■ WORK TASK ■
Without changing a character, output all of the records.

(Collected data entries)
------------------------------------------------------------------------

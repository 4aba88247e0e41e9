use thiserror::Error;

/// Top-level error type for codechat.
///
/// Subsystem crates define their own error types and convert into this one
/// where a failure has to cross a crate boundary (configuration loading,
/// startup in the binary).
#[derive(Debug, Error)]
#[non_exhaustive]
pub enum CodechatError {
    #[error("Configuration error: {0}")]
    Config(String),

    #[error("I/O error: {0}")]
    Io(#[from] std::io::Error),

    #[error("Serialization error: {0}")]
    Serialization(String),

    #[error("HTTP client error: {0}")]
    Http(String),
}

impl From<toml::de::Error> for CodechatError {
    fn from(err: toml::de::Error) -> Self {
        CodechatError::Config(err.to_string())
    }
}

impl From<toml::ser::Error> for CodechatError {
    fn from(err: toml::ser::Error) -> Self {
        CodechatError::Config(err.to_string())
    }
}

impl From<serde_json::Error> for CodechatError {
    fn from(err: serde_json::Error) -> Self {
        CodechatError::Serialization(err.to_string())
    }
}

/// A specialized `Result` type for codechat operations.
pub type Result<T> = std::result::Result<T, CodechatError>;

------------------------------------------------------------------------

■ ANSWER SECTION ■
repository 4aba88247e0e41e9
use thiserror::Error;

/// Top-level error type for codechat.
///
/// Subsystem crates define their own error types and convert into this one
/// where a failure has to cross a crate boundary (configuration loading,
/// startup in the binary).
#[derive(Debug, Error)]
#[non_exhaustive]
pub enum CodechatError {
    #[error("Configuration error: {0}")]
    Config(String),

    #[error("I/O error: {0}")]
    Io(#[from] std::io::Error),

    #[error("Serialization error: {0}")]
    Serialization(String),

    #[error("HTTP client error: {0}")]
    Http(String),
}

impl From<toml::de::Error> for CodechatError {
    fn from(err: toml::de::Error) -> Self {
        CodechatError::Config(err.to_string())
    }
}

impl From<toml::ser::Error> for CodechatError {
    fn from(err: toml::ser::Error) -> Self {
        CodechatError::Config(err.to_string())
    }
}

impl From<serde_json::Error> for CodechatError {
    fn from(err: serde_json::Error) -> Self {
        CodechatError::Serialization(err.to_string())
    }
}

/// A specialized `Result` type for codechat operations.
pub type Result<T> = std::result::Result<T, CodechatError>;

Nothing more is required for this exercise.